The Montreal Canadiens rookie class of 1950-51. Paul Masnick is on the left, with Jean Beliveau and Dickie Moore on the right. The fourth guy never made the team and only ever played three games for the Habs. The executive in the foreground is Frank Selke. | Peter Robinson for BarrieToday

Right from his days as an elite amateur, Masnick had firm beliefs regarding how his services should be compensated. He originally declined Habs GM Frank Selke’s offer of $300 to sign, betting on himself that he could do better if he played well in his final year of junior hockey.

And he did. Masnick signed for much more after the Memorial Cup run that included him scoring the winning goal to get there. The $2,500 deal was struck in Regina’s Saskatchewan Hotel, which today remains a venue where the province’s movers and shakers meet, just like they did back then.

“I believe in fair trade,” he said of him placing more value than the Habs originally were offering, but also on the keen business sense that he picked up later when he earned a university degree while playing in St. Paul, Minn.

Once Masnick wrapped up his professional career, he never played again. Not even recreationally.

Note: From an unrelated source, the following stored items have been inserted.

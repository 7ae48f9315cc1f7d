//! COCO JSON document assembly, writing and reading.
//!
//! COCO bounding boxes are `[x, y, width, height]` with `(x, y)` the
//! top-left corner in pixels, the same shape as [`BBoxXYWH<Pixel>`], so no
//! coordinate conversion happens here.
//!
//! The assembled document always has the same shape: a fixed `info` block
//! (only the description varies), the collected `images`, `annotations` and
//! `categories`, and a one-element `licenses` list. Nothing checks that an
//! annotation's `image_id` or `category_id` refers to an emitted entry.

use std::collections::BTreeMap;
use std::fs::File;
use std::io::BufReader;
use std::path::Path;

use serde::{Deserialize, Serialize};

use super::bbox::{BBoxXYWH, Pixel};
use super::model::{BoxRecord, Dataset};
use super::{AnnotationId, CategoryId, ImageId};
use super::io_write::write_atomically;
use crate::error::DetprepError;

// ============================================================================
// COCO Schema Types
// ============================================================================

/// Top-level COCO document.
#[derive(Clone, Debug, Serialize, Deserialize)]
pub struct CocoDocument {
    #[serde(default)]
    pub info: CocoInfo,

    #[serde(default)]
    pub images: Vec<CocoImage>,

    #[serde(default)]
    pub annotations: Vec<CocoAnnotation>,

    #[serde(default)]
    pub categories: Vec<CocoCategory>,

    #[serde(default)]
    pub licenses: Vec<CocoLicense>,
}

#[derive(Clone, Debug, Default, PartialEq, Serialize, Deserialize)]
pub struct CocoInfo {
    #[serde(default)]
    pub year: u32,

    #[serde(default)]
    pub version: String,

    #[serde(default)]
    pub description: String,

    #[serde(default)]
    pub url: String,

    #[serde(default)]
    pub contributor: String,
}

#[derive(Clone, Debug, PartialEq, Serialize, Deserialize)]
pub struct CocoLicense {
    pub id: u64,
    pub name: String,
    pub url: String,
}

#[derive(Clone, Debug, PartialEq, Serialize, Deserialize)]
pub struct CocoImage {
    pub id: ImageId,
    pub file_name: String,

    #[serde(default)]
    pub width: u32,

    #[serde(default)]
    pub height: u32,
}

#[derive(Clone, Debug, PartialEq, Serialize, Deserialize)]
pub struct CocoAnnotation {
    pub id: AnnotationId,
    pub image_id: ImageId,
    pub category_id: CategoryId,

    /// `[x, y, width, height]`, top-left origin.
    pub bbox: BBoxXYWH<Pixel>,

    #[serde(default)]
    pub area: f64,

    #[serde(default)]
    pub iscrowd: u8,
}

#[derive(Clone, Debug, PartialEq, Serialize, Deserialize)]
pub struct CocoCategory {
    pub id: CategoryId,
    pub name: String,

    #[serde(default)]
    pub supercategory: String,
}

// ============================================================================
// Fixed metadata
// ============================================================================

/// Static metadata stamped into every assembled document.
#[derive(Clone, Debug, PartialEq)]
pub struct CocoMeta {
    pub year: u32,
    pub version: String,
    pub url: String,
    pub contributor: String,
    pub license: CocoLicense,
}

impl Default for CocoMeta {
    fn default() -> Self {
        Self {
            year: 2020,
            version: "2.0".to_string(),
            url: "https://laboro.ai/".to_string(),
            contributor: "Laboro.ai".to_string(),
            license: CocoLicense {
                id: 1,
                name: "Attribution-NonCommercial-ShareAlike License".to_string(),
                url: "http://creativecommons.org/licenses/by-nc-sa/4.0/".to_string(),
            },
        }
    }
}

/// Description used for the COCO file of one (category, split) pair.
pub fn split_description(category: &str, split: &str) -> String {
    format!("Tomato Ripeness Detection {} {} split", category, split)
}

/// File name of the COCO document for one (category, split) pair.
pub fn instances_file_name(category: &str, split: &str) -> String {
    format!("{}_instances_{}.json", category, split)
}

// ============================================================================
// Assembly
// ============================================================================

/// Wraps collected records into a COCO document.
pub fn assemble_coco(dataset: &Dataset, meta: &CocoMeta, description: &str) -> CocoDocument {
    let info = CocoInfo {
        year: meta.year,
        version: meta.version.clone(),
        description: description.to_string(),
        url: meta.url.clone(),
        contributor: meta.contributor.clone(),
    };

    let images = dataset
        .images
        .iter()
        .map(|img| CocoImage {
            id: img.id,
            file_name: img.file_name.clone(),
            width: img.width,
            height: img.height,
        })
        .collect();

    let annotations = dataset
        .annotations
        .iter()
        .map(|ann| CocoAnnotation {
            id: ann.id,
            image_id: ann.image_id,
            category_id: ann.category_id,
            bbox: ann.bbox,
            area: ann.area(),
            iscrowd: 0,
        })
        .collect();

    let categories = dataset
        .categories
        .iter()
        .map(|cat| CocoCategory {
            id: cat.id,
            name: cat.name.clone(),
            supercategory: cat.supercategory.clone(),
        })
        .collect();

    CocoDocument {
        info,
        images,
        annotations,
        categories,
        licenses: vec![meta.license.clone()],
    }
}

// ============================================================================
// Public I/O API
// ============================================================================

/// Writes a COCO document as pretty-printed JSON, replacing `path` only once
/// the whole document is written.
pub fn write_coco_json(path: &Path, doc: &CocoDocument) -> Result<(), DetprepError> {
    write_atomically(path, |writer| {
        serde_json::to_writer_pretty(writer, doc).map_err(|source| DetprepError::JsonWrite {
            path: path.to_path_buf(),
            source,
        })
    })
}

/// Serializes a COCO document. Useful for testing without file I/O.
pub fn to_coco_string(doc: &CocoDocument) -> Result<String, serde_json::Error> {
    serde_json::to_string_pretty(doc)
}

/// Reads a COCO document from a file.
pub fn read_coco_json(path: &Path) -> Result<CocoDocument, DetprepError> {
    let file = File::open(path).map_err(DetprepError::io_at(path))?;
    serde_json::from_reader(BufReader::new(file)).map_err(|source| DetprepError::CocoJsonParse {
        path: path.to_path_buf(),
        source,
    })
}

/// Reads a COCO document from a string.
pub fn from_coco_str(json: &str) -> Result<CocoDocument, serde_json::Error> {
    serde_json::from_str(json)
}

/// Reads a COCO document from a byte slice.
pub fn from_coco_slice(bytes: &[u8]) -> Result<CocoDocument, serde_json::Error> {
    serde_json::from_slice(bytes)
}

/// Groups a document's boxes by the `file_name` of the image they belong to.
///
/// Annotations whose `image_id` has no image entry are dropped. Within one
/// file the annotation order of the document is kept.
pub fn boxes_by_file_name(doc: &CocoDocument) -> BTreeMap<String, Vec<BoxRecord>> {
    let file_by_id: BTreeMap<ImageId, &str> = doc
        .images
        .iter()
        .map(|img| (img.id, img.file_name.as_str()))
        .collect();

    let mut grouped: BTreeMap<String, Vec<BoxRecord>> = BTreeMap::new();
    for ann in &doc.annotations {
        let Some(file_name) = file_by_id.get(&ann.image_id) else {
            continue;
        };
        grouped
            .entry((*file_name).to_string())
            .or_default()
            .push(BoxRecord::new(ann.category_id, ann.bbox));
    }
    grouped
}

When asked to recall his last visit the Montreal Forum, Masnick couldn’t remember exactly, saying that he assumed it was when he last played there.

He did recall his last time in the city – to play in a tennis tournament about 30 years ago. He ran into 'Pocket Rocket' Henri Richard.

Masnick never visited the Bell Centre and it never crossed his mind to ask for an invitation, either, to its opening, or the Forum’s closing.

He had moved on, but he never forgot his time in pro hockey, especially the special connection he shared with fellow Saskatchewan players such as Meger, who was two years his senior.

Though a contemporary, he acknowledged he looked up to Howe more than any other player, and he cited Jean Beliveau as his most talented teammate.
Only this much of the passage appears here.